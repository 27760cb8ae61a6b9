// SPDX-License-Identifier: BSD-3-Clause
// Copyright 2025. Triad National Security, LLC.

//! The dynamic object model: a tagged value tree borrowing its backing
//! memory, used as the universal RPC payload.

use log::*;

use crate::GgError;

/// One-byte type tag for [`Object`]. Also the TLV wire tag.
#[derive(Debug, Clone, Copy, PartialEq, Eq)]
#[repr(u8)]
pub enum Tag {
    Null = 0,
    Bool = 1,
    I64 = 2,
    F64 = 3,
    Buf = 4,
    List = 5,
    Map = 6,
}

impl Tag {
    pub fn from_u8(tag: u8) -> Option<Tag> {
        match tag {
            0 => Some(Tag::Null),
            1 => Some(Tag::Bool),
            2 => Some(Tag::I64),
            3 => Some(Tag::F64),
            4 => Some(Tag::Buf),
            5 => Some(Tag::List),
            6 => Some(Tag::Map),
            _ => None,
        }
    }
}

/// A dynamic value. The container variants borrow their storage, so an
/// `Object` is a cheap `Copy` view; ownership is established by claiming
/// the graph into an [`crate::Arena`].
#[derive(Debug, Clone, Copy, Default, PartialEq)]
pub enum Object<'a> {
    #[default]
    Null,
    Bool(bool),
    I64(i64),
    F64(f64),
    Buf(&'a [u8]),
    List(&'a [Object<'a>]),
    Map(Map<'a>),
}

/// An insertion-ordered sequence of key/value pairs. Keys are case-sensitive
/// UTF-8; lookup is linear. Producers are responsible for keeping keys
/// unique.
#[derive(Debug, Clone, Copy, Default, PartialEq)]
pub struct Map<'a> {
    pub pairs: &'a [Kv<'a>],
}

/// A key/value pair in a [`Map`].
#[derive(Debug, Clone, Copy, Default, PartialEq)]
pub struct Kv<'a> {
    pub key: &'a [u8],
    pub val: Object<'a>,
}

impl<'a> Kv<'a> {
    pub const fn new(key: &'a [u8], val: Object<'a>) -> Self {
        Kv { key, val }
    }
}

impl<'a> Object<'a> {
    pub fn tag(&self) -> Tag {
        match self {
            Object::Null => Tag::Null,
            Object::Bool(_) => Tag::Bool,
            Object::I64(_) => Tag::I64,
            Object::F64(_) => Tag::F64,
            Object::Buf(_) => Tag::Buf,
            Object::List(_) => Tag::List,
            Object::Map(_) => Tag::Map,
        }
    }

    pub fn as_bool(self) -> Option<bool> {
        match self {
            Object::Bool(b) => Some(b),
            _ => None,
        }
    }

    pub fn as_i64(self) -> Option<i64> {
        match self {
            Object::I64(v) => Some(v),
            _ => None,
        }
    }

    pub fn as_f64(self) -> Option<f64> {
        match self {
            Object::F64(v) => Some(v),
            _ => None,
        }
    }

    pub fn as_buf(self) -> Option<&'a [u8]> {
        match self {
            Object::Buf(b) => Some(b),
            _ => None,
        }
    }

    pub fn as_list(self) -> Option<&'a [Object<'a>]> {
        match self {
            Object::List(items) => Some(items),
            _ => None,
        }
    }

    pub fn as_map(self) -> Option<Map<'a>> {
        match self {
            Object::Map(map) => Some(map),
            _ => None,
        }
    }

    /// Unwraps a bool. Panics if the object is any other type; calling this
    /// without having checked the tag is a programmer error.
    pub fn into_bool(self) -> bool {
        match self {
            Object::Bool(b) => b,
            other => panic!("object is {:?}, not a bool", other.tag()),
        }
    }

    /// Unwraps an i64. Panics on any other type.
    pub fn into_i64(self) -> i64 {
        match self {
            Object::I64(v) => v,
            other => panic!("object is {:?}, not an i64", other.tag()),
        }
    }

    /// Unwraps an f64. Panics on any other type.
    pub fn into_f64(self) -> f64 {
        match self {
            Object::F64(v) => v,
            other => panic!("object is {:?}, not an f64", other.tag()),
        }
    }

    /// Unwraps a buffer. Panics on any other type.
    pub fn into_buf(self) -> &'a [u8] {
        match self {
            Object::Buf(b) => b,
            other => panic!("object is {:?}, not a buffer", other.tag()),
        }
    }

    /// Unwraps a list. Panics on any other type.
    pub fn into_list(self) -> &'a [Object<'a>] {
        match self {
            Object::List(items) => items,
            other => panic!("object is {:?}, not a list", other.tag()),
        }
    }

    /// Unwraps a map. Panics on any other type.
    pub fn into_map(self) -> Map<'a> {
        match self {
            Object::Map(map) => map,
            other => panic!("object is {:?}, not a map", other.tag()),
        }
    }
}

/// One entry of a [`Map::validate`] schema.
pub struct SchemaEntry<'k> {
    pub key: &'k [u8],
    pub required: bool,
    /// Expected type, or `None` to accept any type.
    pub typ: Option<Tag>,
}

impl<'k> SchemaEntry<'k> {
    pub const fn required(key: &'k [u8], typ: Tag) -> Self {
        SchemaEntry {
            key,
            required: true,
            typ: Some(typ),
        }
    }

    pub const fn optional(key: &'k [u8], typ: Tag) -> Self {
        SchemaEntry {
            key,
            required: false,
            typ: Some(typ),
        }
    }
}

impl<'a> Map<'a> {
    pub const fn new(pairs: &'a [Kv<'a>]) -> Self {
        Map { pairs }
    }

    pub fn len(&self) -> usize {
        self.pairs.len()
    }

    pub fn is_empty(&self) -> bool {
        self.pairs.is_empty()
    }

    /// Get the value for a key. Linear scan, case-sensitive.
    pub fn get(&self, key: &[u8]) -> Option<Object<'a>> {
        self.pairs.iter().find(|kv| kv.key == key).map(|kv| kv.val)
    }

    /// Check a map against a schema, returning the found values in schema
    /// order.
    ///
    /// A required key that is absent fails with `NoEntry`; a present key of
    /// the wrong type fails with `Parse`; an absent optional key yields
    /// `None` in its slot.
    pub fn validate<const N: usize>(
        &self,
        schema: [SchemaEntry<'_>; N],
    ) -> Result<[Option<Object<'a>>; N], GgError> {
        let mut found = [None; N];

        for (slot, entry) in found.iter_mut().zip(&schema) {
            match self.get(entry.key) {
                None => {
                    if entry.required {
                        error!(
                            "map missing required key {}",
                            String::from_utf8_lossy(entry.key)
                        );
                        return Err(GgError::NoEntry);
                    }
                }
                Some(val) => {
                    if let Some(typ) = entry.typ {
                        if val.tag() != typ {
                            error!(
                                "map key {} has type {:?}, expected {:?}",
                                String::from_utf8_lossy(entry.key),
                                val.tag(),
                                typ
                            );
                            return Err(GgError::Parse);
                        }
                    }
                    *slot = Some(val);
                }
            }
        }

        Ok(found)
    }
}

-------------------------

EXERCISE DETAILS: Would you reproduce all of the data exactly, without a single alteration?

THE ANSWER:
repository 27760cb8ae61a6b9
// SPDX-License-Identifier: BSD-3-Clause
// Copyright 2025. Triad National Security, LLC.

//! The dynamic object model: a tagged value tree borrowing its backing
//! memory, used as the universal RPC payload.

use log::*;

use crate::GgError;

/// One-byte type tag for [`Object`]. Also the TLV wire tag.
#[derive(Debug, Clone, Copy, PartialEq, Eq)]
#[repr(u8)]
pub enum Tag {
    Null = 0,
    Bool = 1,
    I64 = 2,
    F64 = 3,
    Buf = 4,
    List = 5,
    Map = 6,
}

impl Tag {
    pub fn from_u8(tag: u8) -> Option<Tag> {
        match tag {
            0 => Some(Tag::Null),
            1 => Some(Tag::Bool),
            2 => Some(Tag::I64),
            3 => Some(Tag::F64),
            4 => Some(Tag::Buf),
            5 => Some(Tag::List),
            6 => Some(Tag::Map),
            _ => None,
        }
    }
}

/// A dynamic value. The container variants borrow their storage, so an
/// `Object` is a cheap `Copy` view; ownership is established by claiming
/// the graph into an [`crate::Arena`].
#[derive(Debug, Clone, Copy, Default, PartialEq)]
pub enum Object<'a> {
    #[default]
    Null,
    Bool(bool),
    I64(i64),
    F64(f64),
    Buf(&'a [u8]),
    List(&'a [Object<'a>]),
    Map(Map<'a>),
}

/// An insertion-ordered sequence of key/value pairs. Keys are case-sensitive
/// UTF-8; lookup is linear. Producers are responsible for keeping keys
/// unique.
#[derive(Debug, Clone, Copy, Default, PartialEq)]
pub struct Map<'a> {
    pub pairs: &'a [Kv<'a>],
}

/// A key/value pair in a [`Map`].
#[derive(Debug, Clone, Copy, Default, PartialEq)]
pub struct Kv<'a> {
    pub key: &'a [u8],
    pub val: Object<'a>,
}

impl<'a> Kv<'a> {
    pub const fn new(key: &'a [u8], val: Object<'a>) -> Self {
        Kv { key, val }
    }
}

impl<'a> Object<'a> {
    pub fn tag(&self) -> Tag {
        match self {
            Object::Null => Tag::Null,
            Object::Bool(_) => Tag::Bool,
            Object::I64(_) => Tag::I64,
            Object::F64(_) => Tag::F64,
            Object::Buf(_) => Tag::Buf,
            Object::List(_) => Tag::List,
            Object::Map(_) => Tag::Map,
        }
    }

    pub fn as_bool(self) -> Option<bool> {
        match self {
            Object::Bool(b) => Some(b),
            _ => None,
        }
    }

    pub fn as_i64(self) -> Option<i64> {
        match self {
            Object::I64(v) => Some(v),
            _ => None,
        }
    }

    pub fn as_f64(self) -> Option<f64> {
        match self {
            Object::F64(v) => Some(v),
            _ => None,
        }
    }

    pub fn as_buf(self) -> Option<&'a [u8]> {
        match self {
            Object::Buf(b) => Some(b),
            _ => None,
        }
    }

    pub fn as_list(self) -> Option<&'a [Object<'a>]> {
        match self {
            Object::List(items) => Some(items),
            _ => None,
        }
    }

    pub fn as_map(self) -> Option<Map<'a>> {
        match self {
            Object::Map(map) => Some(map),
            _ => None,
        }
    }

    /// Unwraps a bool. Panics if the object is any other type; calling this
    /// without having checked the tag is a programmer error.
    pub fn into_bool(self) -> bool {
        match self {
            Object::Bool(b) => b,
            other => panic!("object is {:?}, not a bool", other.tag()),
        }
    }

    /// Unwraps an i64. Panics on any other type.
    pub fn into_i64(self) -> i64 {
        match self {
            Object::I64(v) => v,
            other => panic!("object is {:?}, not an i64", other.tag()),
        }
    }

    /// Unwraps an f64. Panics on any other type.
    pub fn into_f64(self) -> f64 {
        match self {
            Object::F64(v) => v,
            other => panic!("object is {:?}, not an f64", other.tag()),
        }
    }

    /// Unwraps a buffer. Panics on any other type.
    pub fn into_buf(self) -> &'a [u8] {
        match self {
            Object::Buf(b) => b,
            other => panic!("object is {:?}, not a buffer", other.tag()),
        }
    }

    /// Unwraps a list. Panics on any other type.
    pub fn into_list(self) -> &'a [Object<'a>] {
        match self {
            Object::List(items) => items,
            other => panic!("object is {:?}, not a list", other.tag()),
        }
    }

    /// Unwraps a map. Panics on any other type.
    pub fn into_map(self) -> Map<'a> {
        match self {
            Object::Map(map) => map,
            other => panic!("object is {:?}, not a map", other.tag()),
        }
    }
}

/// One entry of a [`Map::validate`] schema.
pub struct SchemaEntry<'k> {
    pub key: &'k [u8],
    pub required: bool,
    /// Expected type, or `None` to accept any type.
    pub typ: Option<Tag>,
}

impl<'k> SchemaEntry<'k> {
    pub const fn required(key: &'k [u8], typ: Tag) -> Self {
        SchemaEntry {
            key,
            required: true,
            typ: Some(typ),
        }
    }

    pub const fn optional(key: &'k [u8], typ: Tag) -> Self {
        SchemaEntry {
            key,
            required: false,
            typ: Some(typ),
        }
    }
}

impl<'a> Map<'a> {
    pub const fn new(pairs: &'a [Kv<'a>]) -> Self {
        Map { pairs }
    }

    pub fn len(&self) -> usize {
        self.pairs.len()
    }

    pub fn is_empty(&self) -> bool {
        self.pairs.is_empty()
    }

    /// Get the value for a key. Linear scan, case-sensitive.
    pub fn get(&self, key: &[u8]) -> Option<Object<'a>> {
        self.pairs.iter().find(|kv| kv.key == key).map(|kv| kv.val)
    }

    /// Check a map against a schema, returning the found values in schema
    /// order.
    ///
    /// A required key that is absent fails with `NoEntry`; a present key of
    /// the wrong type fails with `Parse`; an absent optional key yields
    /// `None` in its slot.
    pub fn validate<const N: usize>(
        &self,
        schema: [SchemaEntry<'_>; N],
    ) -> Result<[Option<Object<'a>>; N], GgError> {
        let mut found = [None; N];

        for (slot, entry) in found.iter_mut().zip(&schema) {
            match self.get(entry.key) {
                None => {
                    if entry.required {
                        error!(
                            "map missing required key {}",
                            String::from_utf8_lossy(entry.key)
                        );
                        return Err(GgError::NoEntry);
                    }
                }
                Some(val) => {
                    if let Some(typ) = entry.typ {
                        if val.tag() != typ {
                            error!(
                                "map key {} has type {:?}, expected {:?}",
                                String::from_utf8_lossy(entry.key),
                                val.tag(),
                                typ
                            );
                            return Err(GgError::Parse);
                        }
                    }
                    *slot = Some(val);
                }
            }
        }

        Ok(found)
    }
}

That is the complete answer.